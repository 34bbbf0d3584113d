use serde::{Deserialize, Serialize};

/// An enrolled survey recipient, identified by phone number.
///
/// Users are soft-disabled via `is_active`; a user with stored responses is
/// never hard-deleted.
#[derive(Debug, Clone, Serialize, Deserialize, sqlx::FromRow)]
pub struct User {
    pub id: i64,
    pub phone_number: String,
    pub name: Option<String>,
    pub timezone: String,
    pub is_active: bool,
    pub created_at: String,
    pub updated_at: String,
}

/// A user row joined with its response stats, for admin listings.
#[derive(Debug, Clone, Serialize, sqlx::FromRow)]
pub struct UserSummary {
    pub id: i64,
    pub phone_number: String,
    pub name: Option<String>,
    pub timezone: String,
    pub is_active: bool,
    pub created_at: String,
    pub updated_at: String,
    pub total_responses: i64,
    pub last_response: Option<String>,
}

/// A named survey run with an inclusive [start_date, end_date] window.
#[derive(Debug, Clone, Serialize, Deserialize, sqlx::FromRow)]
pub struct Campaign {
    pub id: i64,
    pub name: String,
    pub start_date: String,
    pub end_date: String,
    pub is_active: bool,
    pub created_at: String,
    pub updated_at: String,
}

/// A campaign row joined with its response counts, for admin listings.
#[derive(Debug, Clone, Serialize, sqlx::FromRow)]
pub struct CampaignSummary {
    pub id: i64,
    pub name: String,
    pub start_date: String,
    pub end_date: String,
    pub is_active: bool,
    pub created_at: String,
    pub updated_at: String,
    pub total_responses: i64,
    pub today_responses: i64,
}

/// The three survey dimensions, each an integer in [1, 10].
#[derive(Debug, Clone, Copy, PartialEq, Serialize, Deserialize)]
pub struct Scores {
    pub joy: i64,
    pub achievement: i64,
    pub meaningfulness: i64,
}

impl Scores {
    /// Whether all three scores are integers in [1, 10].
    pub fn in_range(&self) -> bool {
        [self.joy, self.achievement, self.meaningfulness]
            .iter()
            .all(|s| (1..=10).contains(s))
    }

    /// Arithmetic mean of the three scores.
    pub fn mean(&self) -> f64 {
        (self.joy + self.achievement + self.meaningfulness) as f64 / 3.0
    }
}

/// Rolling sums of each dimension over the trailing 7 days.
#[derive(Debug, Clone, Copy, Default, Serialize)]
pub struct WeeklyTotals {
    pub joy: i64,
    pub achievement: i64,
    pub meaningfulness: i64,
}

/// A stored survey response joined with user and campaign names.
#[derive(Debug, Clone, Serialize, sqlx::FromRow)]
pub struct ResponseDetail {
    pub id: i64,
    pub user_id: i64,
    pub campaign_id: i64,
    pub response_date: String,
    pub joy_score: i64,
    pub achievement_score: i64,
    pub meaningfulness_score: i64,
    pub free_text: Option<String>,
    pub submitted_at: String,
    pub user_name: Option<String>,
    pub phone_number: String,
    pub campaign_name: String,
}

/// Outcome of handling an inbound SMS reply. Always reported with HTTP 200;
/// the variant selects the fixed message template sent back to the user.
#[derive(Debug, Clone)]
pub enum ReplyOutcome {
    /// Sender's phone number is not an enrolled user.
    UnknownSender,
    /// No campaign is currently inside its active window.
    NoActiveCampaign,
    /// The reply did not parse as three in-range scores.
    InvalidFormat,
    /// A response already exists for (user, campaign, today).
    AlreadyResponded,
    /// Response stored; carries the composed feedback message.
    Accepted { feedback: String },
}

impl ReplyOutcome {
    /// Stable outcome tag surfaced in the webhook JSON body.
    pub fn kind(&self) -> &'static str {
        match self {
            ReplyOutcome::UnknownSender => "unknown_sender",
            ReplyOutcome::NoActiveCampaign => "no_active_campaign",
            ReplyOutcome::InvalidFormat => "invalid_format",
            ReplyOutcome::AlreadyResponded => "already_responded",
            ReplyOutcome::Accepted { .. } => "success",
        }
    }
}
——
- Required work -
When the string "admin" appears in a line of the records above, that line is to be copied.

- Output for this task -
/// A user row joined with its response stats, for admin listings.
/// A campaign row joined with its response counts, for admin listings.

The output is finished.